== Supplied data ==
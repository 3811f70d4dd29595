//! Report document writers
//!
//! Renders a computed audit report as a human-readable text document and as
//! the equivalent JSON document, both under a configurable directory with
//! timestamped filenames. Write failures never invalidate the in-memory
//! report; the caller decides how to surface them.

use std::fmt::Write as _;
use std::io::Write as _;
use std::path::{Path, PathBuf};

use serde::Serialize;

use crate::engine::report::{AuditReport, BaselineSummary};

/// Paths of the two documents written for one report.
#[derive(Debug, Clone, Serialize)]
pub struct DocumentPaths {
    pub text: PathBuf,
    pub json: PathBuf,
}

/// Write both document forms for a report.
pub fn write_report_documents(report: &AuditReport, dir: &Path) -> std::io::Result<DocumentPaths> {
    std::fs::create_dir_all(dir)?;

    let stamp = report.generated_at.format("%Y%m%dT%H%M%SZ");
    let text_path = dir.join(format!("audit_{}_{}.txt", stamp, report.report_id));
    let json_path = dir.join(format!("audit_{}_{}.json", stamp, report.report_id));

    let mut text_file = std::fs::File::create(&text_path)?;
    text_file.write_all(render_text(report).as_bytes())?;

    let mut json_file = std::fs::File::create(&json_path)?;
    json_file.write_all(serde_json::to_string_pretty(report)?.as_bytes())?;

    Ok(DocumentPaths {
        text: text_path,
        json: json_path,
    })
}

/// Human-readable rendering: header, baseline summary, one block per item.
fn render_text(report: &AuditReport) -> String {
    let mut out = String::new();

    let _ = writeln!(out, "STRUCTURAL AUDIT REPORT");
    let _ = writeln!(out, "version: {}", report.version);
    let _ = writeln!(out, "report id: {}", report.report_id);
    let _ = writeln!(out, "generated: {}", report.generated_at.to_rfc3339());
    let _ = writeln!(out, "sensitivity: {}", report.sensitivity);
    if let Some(t) = report.annotation_threshold {
        let _ = writeln!(out, "annotation threshold: {}", t);
    }

    match &report.baseline {
        BaselineSummary::Empirical(b) => {
            let _ = writeln!(
                out,
                "baseline: empirical mean={:.6} stdev={:.6} min={:.6} max={:.6} n={}",
                b.mean, b.stdev, b.min, b.max, b.sample_count
            );
        }
        BaselineSummary::Calibrated {
            bit_length_floor,
            deviation_coefficient,
        } => {
            let _ = writeln!(
                out,
                "baseline: calibrated bit-length floor={} deviation coefficient={}",
                bit_length_floor, deviation_coefficient
            );
        }
    }

    let _ = writeln!(out);
    for (index, item) in report.results.iter().enumerate() {
        let _ = writeln!(out, "[{}] number: {}", index + 1, item.number);
        let _ = writeln!(out, "    bit length: {}", item.bit_length);
        match (item.trace, item.score) {
            (Some(trace), Some(score)) => {
                let _ = writeln!(out, "    trace: {:.6}", trace);
                let _ = writeln!(out, "    score: {:.6}", score);
            }
            _ => {
                let _ = writeln!(out, "    rejected: {}", item.reasons.join(", "));
            }
        }
        let _ = writeln!(out, "    label: {}", item.label.as_str());
        let _ = writeln!(out, "    {}", item.summary);
        let _ = writeln!(out);
    }

    out
}
//! Audit report types
//!
//! The report is assembled once per audit call and consumed read-only by the
//! transport layer and the document writers.

use chrono::{DateTime, Utc};
use serde::{Deserialize, Serialize};
use uuid::Uuid;

use super::baseline::{BaselineMode, EmpiricalBaseline};
use super::classify::Label;

/// Caller-supplied audit options.
#[derive(Debug, Clone, Deserialize)]
pub struct AuditOptions {
    /// Multiplier on the anomaly score, bounded to [0.1, 5.0].
    pub sensitivity: f64,
    /// Echoed back in the report; does not change classification.
    pub annotation_threshold: Option<f64>,
}

impl Default for AuditOptions {
    fn default() -> Self {
        Self {
            sensitivity: 1.0,
            annotation_threshold: None,
        }
    }
}

/// Baseline summary included in every report.
#[derive(Debug, Clone, Serialize)]
#[serde(tag = "strategy", rename_all = "snake_case")]
pub enum BaselineSummary {
    Empirical(EmpiricalBaseline),
    Calibrated {
        bit_length_floor: u64,
        deviation_coefficient: f64,
    },
}

/// Per-integer outcome, in input order.
#[derive(Debug, Clone, Serialize)]
pub struct ItemResult {
    /// Decimal representation of the input integer.
    pub number: String,
    /// Bit length of the normalized (odd) integer.
    pub bit_length: u64,
    pub trace: Option<f64>,
    pub score: Option<f64>,
    pub label: Label,
    pub note: String,
    /// Triggered sanity-filter reasons; empty unless the item was rejected.
    pub reasons: Vec<String>,
    pub summary: String,
}

/// Immutable audit report.
#[derive(Debug, Clone, Serialize)]
pub struct AuditReport {
    pub report_id: Uuid,
    pub version: String,
    pub generated_at: DateTime<Utc>,
    pub mode: BaselineMode,
    pub sensitivity: f64,
    #[serde(skip_serializing_if = "Option::is_none")]
    pub annotation_threshold: Option<f64>,
    pub baseline: BaselineSummary,
    pub results: Vec<ItemResult>,
}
===
Supply the count of lines in the entries that include "index", and no other text.

2